— LISTED RECORDS —
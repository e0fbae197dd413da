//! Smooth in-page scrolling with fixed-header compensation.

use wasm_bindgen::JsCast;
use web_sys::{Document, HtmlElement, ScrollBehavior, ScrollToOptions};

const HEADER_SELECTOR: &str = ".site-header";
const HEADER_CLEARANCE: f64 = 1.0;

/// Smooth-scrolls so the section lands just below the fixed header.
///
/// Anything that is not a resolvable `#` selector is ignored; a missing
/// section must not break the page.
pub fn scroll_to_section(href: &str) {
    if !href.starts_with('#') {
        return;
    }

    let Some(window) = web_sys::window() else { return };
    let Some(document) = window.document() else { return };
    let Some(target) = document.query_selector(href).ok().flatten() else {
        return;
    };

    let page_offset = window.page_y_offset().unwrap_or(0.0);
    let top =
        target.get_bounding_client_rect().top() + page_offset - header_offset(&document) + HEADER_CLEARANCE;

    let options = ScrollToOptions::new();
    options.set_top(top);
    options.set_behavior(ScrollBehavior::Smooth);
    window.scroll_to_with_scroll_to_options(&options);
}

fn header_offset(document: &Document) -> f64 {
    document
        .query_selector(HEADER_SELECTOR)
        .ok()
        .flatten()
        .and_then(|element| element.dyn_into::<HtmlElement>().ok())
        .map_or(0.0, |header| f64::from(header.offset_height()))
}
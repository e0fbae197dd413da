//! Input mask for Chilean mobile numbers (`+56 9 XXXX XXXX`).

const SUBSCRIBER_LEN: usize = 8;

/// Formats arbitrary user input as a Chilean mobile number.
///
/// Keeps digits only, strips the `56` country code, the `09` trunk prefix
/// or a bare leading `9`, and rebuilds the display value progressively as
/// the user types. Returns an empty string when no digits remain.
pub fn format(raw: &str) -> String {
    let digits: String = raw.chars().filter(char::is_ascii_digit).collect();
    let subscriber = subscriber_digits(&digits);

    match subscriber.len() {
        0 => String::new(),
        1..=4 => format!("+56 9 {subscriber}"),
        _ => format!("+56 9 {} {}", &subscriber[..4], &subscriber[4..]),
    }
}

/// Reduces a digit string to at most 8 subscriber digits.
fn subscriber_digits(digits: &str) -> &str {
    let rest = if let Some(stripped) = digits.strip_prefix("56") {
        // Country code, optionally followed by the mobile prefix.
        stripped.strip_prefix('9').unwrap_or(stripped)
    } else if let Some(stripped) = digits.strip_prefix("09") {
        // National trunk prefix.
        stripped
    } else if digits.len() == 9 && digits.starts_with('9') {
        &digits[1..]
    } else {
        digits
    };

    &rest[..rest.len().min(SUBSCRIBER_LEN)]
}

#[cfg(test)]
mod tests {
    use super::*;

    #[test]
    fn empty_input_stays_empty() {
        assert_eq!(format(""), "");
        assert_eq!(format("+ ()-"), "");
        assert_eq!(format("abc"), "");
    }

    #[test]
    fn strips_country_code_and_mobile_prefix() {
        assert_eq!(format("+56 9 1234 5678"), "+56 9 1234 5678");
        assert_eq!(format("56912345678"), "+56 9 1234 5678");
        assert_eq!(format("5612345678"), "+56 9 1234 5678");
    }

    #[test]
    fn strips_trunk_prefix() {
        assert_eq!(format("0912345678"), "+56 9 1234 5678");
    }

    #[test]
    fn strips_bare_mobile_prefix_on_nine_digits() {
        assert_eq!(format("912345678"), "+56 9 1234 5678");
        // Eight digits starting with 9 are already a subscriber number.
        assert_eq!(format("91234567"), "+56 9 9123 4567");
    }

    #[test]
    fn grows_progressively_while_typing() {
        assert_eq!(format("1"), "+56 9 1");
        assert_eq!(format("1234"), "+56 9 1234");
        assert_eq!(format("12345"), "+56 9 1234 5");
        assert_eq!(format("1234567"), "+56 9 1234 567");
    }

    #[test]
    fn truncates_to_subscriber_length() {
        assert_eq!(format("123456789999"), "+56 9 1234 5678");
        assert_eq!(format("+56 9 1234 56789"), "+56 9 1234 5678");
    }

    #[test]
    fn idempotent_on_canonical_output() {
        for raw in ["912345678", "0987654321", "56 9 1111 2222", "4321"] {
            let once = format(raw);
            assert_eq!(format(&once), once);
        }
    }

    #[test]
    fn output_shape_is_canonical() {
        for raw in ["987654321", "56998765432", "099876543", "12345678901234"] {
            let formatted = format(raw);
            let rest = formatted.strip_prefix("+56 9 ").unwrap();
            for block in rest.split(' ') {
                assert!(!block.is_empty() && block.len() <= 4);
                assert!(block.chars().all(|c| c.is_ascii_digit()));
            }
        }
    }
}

...

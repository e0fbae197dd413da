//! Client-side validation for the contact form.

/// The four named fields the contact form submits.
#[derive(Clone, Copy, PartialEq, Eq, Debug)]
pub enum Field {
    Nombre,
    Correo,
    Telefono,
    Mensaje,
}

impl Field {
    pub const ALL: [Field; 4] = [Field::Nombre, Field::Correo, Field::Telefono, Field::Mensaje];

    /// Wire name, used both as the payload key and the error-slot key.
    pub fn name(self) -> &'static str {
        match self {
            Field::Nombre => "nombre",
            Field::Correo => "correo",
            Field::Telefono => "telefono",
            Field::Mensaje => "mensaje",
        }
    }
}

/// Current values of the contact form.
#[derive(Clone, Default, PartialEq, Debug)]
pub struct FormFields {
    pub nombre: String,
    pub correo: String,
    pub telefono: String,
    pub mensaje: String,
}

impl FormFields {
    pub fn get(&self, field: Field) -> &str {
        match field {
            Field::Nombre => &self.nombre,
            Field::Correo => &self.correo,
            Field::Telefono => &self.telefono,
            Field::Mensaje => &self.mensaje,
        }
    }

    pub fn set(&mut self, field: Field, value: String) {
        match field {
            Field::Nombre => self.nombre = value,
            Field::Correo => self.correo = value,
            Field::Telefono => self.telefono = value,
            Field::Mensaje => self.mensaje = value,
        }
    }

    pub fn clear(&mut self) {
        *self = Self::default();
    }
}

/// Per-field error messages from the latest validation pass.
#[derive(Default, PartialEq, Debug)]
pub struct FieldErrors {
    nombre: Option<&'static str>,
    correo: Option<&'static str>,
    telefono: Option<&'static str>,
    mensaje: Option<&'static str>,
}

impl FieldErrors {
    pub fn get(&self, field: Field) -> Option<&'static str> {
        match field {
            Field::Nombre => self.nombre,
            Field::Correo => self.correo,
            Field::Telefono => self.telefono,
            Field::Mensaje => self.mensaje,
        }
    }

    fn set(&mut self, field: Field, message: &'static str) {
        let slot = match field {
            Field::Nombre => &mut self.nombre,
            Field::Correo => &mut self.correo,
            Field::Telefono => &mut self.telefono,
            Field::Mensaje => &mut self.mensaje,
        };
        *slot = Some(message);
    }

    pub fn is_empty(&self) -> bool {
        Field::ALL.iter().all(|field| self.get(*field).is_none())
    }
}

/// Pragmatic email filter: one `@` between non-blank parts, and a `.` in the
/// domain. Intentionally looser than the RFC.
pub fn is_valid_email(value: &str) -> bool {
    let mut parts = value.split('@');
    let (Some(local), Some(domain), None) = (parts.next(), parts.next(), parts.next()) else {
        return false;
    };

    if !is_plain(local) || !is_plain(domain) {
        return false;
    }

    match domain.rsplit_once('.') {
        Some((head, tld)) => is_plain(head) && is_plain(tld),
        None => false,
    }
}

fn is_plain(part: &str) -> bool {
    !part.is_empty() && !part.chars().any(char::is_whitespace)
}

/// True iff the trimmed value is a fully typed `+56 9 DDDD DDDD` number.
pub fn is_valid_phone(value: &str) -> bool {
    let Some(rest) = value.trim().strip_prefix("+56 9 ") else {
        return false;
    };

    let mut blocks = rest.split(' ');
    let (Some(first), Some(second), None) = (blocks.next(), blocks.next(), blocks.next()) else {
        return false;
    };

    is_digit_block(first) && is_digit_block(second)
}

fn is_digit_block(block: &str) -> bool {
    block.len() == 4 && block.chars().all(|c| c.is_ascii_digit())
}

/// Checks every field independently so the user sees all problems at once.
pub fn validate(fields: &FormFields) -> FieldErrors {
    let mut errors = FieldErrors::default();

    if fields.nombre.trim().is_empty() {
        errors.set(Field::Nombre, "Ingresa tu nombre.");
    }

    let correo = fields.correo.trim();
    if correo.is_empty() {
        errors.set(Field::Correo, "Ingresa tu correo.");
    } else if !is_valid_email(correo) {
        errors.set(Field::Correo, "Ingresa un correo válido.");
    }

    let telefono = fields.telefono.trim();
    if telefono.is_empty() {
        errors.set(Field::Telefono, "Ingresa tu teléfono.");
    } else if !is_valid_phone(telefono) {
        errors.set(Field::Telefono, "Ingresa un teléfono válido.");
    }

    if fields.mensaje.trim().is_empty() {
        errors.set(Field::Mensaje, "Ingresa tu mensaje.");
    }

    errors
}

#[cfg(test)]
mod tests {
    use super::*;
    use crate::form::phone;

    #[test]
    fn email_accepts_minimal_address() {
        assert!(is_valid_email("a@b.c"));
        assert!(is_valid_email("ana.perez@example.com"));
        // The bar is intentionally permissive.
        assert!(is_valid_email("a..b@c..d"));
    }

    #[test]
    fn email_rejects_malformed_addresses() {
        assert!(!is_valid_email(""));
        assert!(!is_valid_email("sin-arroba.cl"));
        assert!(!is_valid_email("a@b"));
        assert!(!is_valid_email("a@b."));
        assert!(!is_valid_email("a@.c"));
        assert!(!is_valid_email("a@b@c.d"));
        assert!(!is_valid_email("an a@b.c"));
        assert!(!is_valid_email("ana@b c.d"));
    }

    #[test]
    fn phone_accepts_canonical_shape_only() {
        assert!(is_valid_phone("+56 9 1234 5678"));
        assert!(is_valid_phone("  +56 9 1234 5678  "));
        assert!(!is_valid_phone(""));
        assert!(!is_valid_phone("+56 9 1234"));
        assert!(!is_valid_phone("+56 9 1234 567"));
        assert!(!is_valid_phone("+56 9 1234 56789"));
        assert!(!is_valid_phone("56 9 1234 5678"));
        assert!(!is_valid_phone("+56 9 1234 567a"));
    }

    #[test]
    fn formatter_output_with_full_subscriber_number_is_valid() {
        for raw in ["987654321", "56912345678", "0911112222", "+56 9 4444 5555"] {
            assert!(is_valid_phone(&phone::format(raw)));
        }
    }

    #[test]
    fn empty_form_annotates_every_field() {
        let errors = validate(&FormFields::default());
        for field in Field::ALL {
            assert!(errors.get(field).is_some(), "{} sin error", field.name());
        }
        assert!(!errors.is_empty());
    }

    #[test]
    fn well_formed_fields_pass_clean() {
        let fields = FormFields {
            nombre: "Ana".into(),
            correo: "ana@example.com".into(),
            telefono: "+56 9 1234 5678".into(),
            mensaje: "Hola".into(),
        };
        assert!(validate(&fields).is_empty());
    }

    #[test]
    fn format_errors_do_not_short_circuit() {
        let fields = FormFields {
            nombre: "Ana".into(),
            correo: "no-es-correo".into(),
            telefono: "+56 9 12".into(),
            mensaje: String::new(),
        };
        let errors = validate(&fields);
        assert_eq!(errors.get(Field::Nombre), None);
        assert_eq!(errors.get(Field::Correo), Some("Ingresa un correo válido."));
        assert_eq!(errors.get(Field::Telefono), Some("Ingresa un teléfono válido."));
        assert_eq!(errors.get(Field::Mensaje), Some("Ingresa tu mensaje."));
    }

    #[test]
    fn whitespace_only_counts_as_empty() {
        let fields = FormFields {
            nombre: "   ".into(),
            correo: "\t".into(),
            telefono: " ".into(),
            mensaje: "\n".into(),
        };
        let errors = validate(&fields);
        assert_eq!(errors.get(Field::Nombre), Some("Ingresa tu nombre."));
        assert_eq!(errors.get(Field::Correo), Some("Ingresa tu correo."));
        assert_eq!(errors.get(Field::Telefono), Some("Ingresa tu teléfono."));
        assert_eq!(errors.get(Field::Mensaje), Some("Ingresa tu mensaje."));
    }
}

* * *

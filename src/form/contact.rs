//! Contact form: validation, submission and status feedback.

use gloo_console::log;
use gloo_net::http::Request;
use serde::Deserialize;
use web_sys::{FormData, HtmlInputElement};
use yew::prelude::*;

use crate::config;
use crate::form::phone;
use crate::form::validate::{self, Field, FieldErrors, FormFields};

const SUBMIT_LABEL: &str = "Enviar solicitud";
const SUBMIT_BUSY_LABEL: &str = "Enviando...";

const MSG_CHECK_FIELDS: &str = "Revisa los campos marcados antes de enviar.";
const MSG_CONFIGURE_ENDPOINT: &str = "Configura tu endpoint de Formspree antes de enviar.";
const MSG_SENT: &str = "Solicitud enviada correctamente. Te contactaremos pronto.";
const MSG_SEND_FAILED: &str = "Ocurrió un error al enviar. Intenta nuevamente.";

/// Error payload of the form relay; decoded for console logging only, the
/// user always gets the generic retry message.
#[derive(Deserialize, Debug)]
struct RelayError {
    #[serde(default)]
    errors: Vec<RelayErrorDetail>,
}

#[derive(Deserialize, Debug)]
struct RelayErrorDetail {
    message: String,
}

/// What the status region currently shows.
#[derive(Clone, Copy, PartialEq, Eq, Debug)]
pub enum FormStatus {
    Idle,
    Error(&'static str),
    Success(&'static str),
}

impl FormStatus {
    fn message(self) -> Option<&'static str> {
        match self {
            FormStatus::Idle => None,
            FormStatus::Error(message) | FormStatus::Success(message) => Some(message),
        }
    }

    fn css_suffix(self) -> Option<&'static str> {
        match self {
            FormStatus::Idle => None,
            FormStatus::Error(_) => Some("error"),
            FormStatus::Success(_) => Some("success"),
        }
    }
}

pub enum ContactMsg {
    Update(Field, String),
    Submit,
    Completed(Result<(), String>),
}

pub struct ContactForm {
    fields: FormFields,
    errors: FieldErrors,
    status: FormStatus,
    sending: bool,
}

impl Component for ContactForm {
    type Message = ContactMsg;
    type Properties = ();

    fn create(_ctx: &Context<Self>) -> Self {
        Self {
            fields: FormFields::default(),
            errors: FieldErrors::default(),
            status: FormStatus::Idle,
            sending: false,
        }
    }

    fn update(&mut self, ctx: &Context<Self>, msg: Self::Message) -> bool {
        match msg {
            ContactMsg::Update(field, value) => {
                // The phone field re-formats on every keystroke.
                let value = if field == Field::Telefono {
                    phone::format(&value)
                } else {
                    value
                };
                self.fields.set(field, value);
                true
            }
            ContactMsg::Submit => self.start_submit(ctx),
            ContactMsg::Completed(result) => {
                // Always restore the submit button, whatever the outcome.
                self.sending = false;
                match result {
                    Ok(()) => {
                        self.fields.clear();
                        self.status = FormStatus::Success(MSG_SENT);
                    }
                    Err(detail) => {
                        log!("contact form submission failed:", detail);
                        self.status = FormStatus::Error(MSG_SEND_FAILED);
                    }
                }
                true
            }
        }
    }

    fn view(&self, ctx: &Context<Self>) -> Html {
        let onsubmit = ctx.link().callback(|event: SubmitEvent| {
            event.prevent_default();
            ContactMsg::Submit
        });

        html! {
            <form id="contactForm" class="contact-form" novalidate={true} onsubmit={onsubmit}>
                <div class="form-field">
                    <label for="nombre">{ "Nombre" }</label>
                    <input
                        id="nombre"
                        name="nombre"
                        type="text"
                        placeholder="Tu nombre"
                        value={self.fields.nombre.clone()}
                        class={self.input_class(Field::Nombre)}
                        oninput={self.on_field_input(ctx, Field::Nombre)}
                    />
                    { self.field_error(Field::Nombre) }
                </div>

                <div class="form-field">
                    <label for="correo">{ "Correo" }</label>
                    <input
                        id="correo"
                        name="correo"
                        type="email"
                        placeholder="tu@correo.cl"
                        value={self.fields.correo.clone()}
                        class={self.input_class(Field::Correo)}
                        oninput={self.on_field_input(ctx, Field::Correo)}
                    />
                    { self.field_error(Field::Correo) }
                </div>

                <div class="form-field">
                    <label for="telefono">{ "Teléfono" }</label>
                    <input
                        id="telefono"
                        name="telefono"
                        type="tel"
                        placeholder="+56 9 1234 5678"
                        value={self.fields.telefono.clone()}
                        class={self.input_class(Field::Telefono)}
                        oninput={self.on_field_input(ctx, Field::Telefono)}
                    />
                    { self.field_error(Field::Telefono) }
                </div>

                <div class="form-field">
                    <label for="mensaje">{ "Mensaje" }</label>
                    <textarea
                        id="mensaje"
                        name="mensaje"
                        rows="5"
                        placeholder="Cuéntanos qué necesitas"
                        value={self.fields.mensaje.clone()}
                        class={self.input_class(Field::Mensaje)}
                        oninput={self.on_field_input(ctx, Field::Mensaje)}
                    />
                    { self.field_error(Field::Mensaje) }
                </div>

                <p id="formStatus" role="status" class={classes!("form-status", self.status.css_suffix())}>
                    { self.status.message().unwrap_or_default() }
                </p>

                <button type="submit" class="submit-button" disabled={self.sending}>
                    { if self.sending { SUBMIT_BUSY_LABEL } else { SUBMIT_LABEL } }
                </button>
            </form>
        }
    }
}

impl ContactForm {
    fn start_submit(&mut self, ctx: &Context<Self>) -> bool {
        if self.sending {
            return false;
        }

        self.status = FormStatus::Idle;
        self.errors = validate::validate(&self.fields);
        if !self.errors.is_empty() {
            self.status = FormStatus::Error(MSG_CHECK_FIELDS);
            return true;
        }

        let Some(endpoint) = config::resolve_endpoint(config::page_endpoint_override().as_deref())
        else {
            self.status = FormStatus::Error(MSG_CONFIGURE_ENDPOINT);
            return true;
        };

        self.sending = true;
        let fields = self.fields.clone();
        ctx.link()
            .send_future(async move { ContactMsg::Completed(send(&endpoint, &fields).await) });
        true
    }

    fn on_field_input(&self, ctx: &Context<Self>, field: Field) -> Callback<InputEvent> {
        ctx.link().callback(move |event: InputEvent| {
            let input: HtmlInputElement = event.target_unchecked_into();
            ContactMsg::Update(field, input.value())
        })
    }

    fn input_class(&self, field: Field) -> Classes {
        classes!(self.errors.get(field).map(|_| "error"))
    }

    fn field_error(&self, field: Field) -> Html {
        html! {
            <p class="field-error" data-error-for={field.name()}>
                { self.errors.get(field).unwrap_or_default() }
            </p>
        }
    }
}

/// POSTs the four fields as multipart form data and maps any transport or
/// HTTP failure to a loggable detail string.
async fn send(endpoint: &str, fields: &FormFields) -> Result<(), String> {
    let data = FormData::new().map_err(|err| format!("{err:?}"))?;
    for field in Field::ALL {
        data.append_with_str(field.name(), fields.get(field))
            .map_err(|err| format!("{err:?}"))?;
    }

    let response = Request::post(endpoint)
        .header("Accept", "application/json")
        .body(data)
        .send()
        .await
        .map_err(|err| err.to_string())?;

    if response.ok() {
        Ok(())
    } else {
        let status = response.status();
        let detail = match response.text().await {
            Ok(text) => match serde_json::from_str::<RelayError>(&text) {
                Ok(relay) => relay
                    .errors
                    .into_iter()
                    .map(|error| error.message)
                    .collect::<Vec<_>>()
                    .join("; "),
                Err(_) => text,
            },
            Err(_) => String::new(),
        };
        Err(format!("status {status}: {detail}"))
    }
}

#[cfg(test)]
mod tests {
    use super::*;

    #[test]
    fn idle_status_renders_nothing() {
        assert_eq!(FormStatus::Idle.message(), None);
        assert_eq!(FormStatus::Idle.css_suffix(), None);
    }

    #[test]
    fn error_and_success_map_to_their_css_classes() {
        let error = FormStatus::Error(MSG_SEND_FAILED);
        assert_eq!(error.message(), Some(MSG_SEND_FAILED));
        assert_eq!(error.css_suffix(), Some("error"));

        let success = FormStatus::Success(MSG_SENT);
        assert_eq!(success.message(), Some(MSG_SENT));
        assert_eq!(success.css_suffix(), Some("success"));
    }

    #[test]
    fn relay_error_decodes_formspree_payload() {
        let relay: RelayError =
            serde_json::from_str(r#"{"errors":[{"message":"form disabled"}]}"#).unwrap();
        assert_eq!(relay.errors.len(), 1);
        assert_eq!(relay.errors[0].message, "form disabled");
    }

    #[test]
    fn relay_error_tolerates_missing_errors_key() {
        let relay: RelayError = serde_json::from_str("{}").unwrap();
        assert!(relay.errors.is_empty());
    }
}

— TASK INSTRUCTIONS —
From the entries above, restate word for word the lines from the line containing "pub fn get(&self, field: Field) -> &str" to the line containing "#[derive(Default, PartialEq, Debug)]", both ends included, and nothing more.

— OUTPUT OF THE TASK —
    pub fn get(&self, field: Field) -> &str {
        match field {
            Field::Nombre => &self.nombre,
            Field::Correo => &self.correo,
            Field::Telefono => &self.telefono,
            Field::Mensaje => &self.mensaje,
        }
    }

    pub fn set(&mut self, field: Field, value: String) {
        match field {
            Field::Nombre => self.nombre = value,
            Field::Correo => self.correo = value,
            Field::Telefono => self.telefono = value,
            Field::Mensaje => self.mensaje = value,
        }
    }

    pub fn clear(&mut self) {
        *self = Self::default();
    }
}

/// Per-field error messages from the latest validation pass.
#[derive(Default, PartialEq, Debug)]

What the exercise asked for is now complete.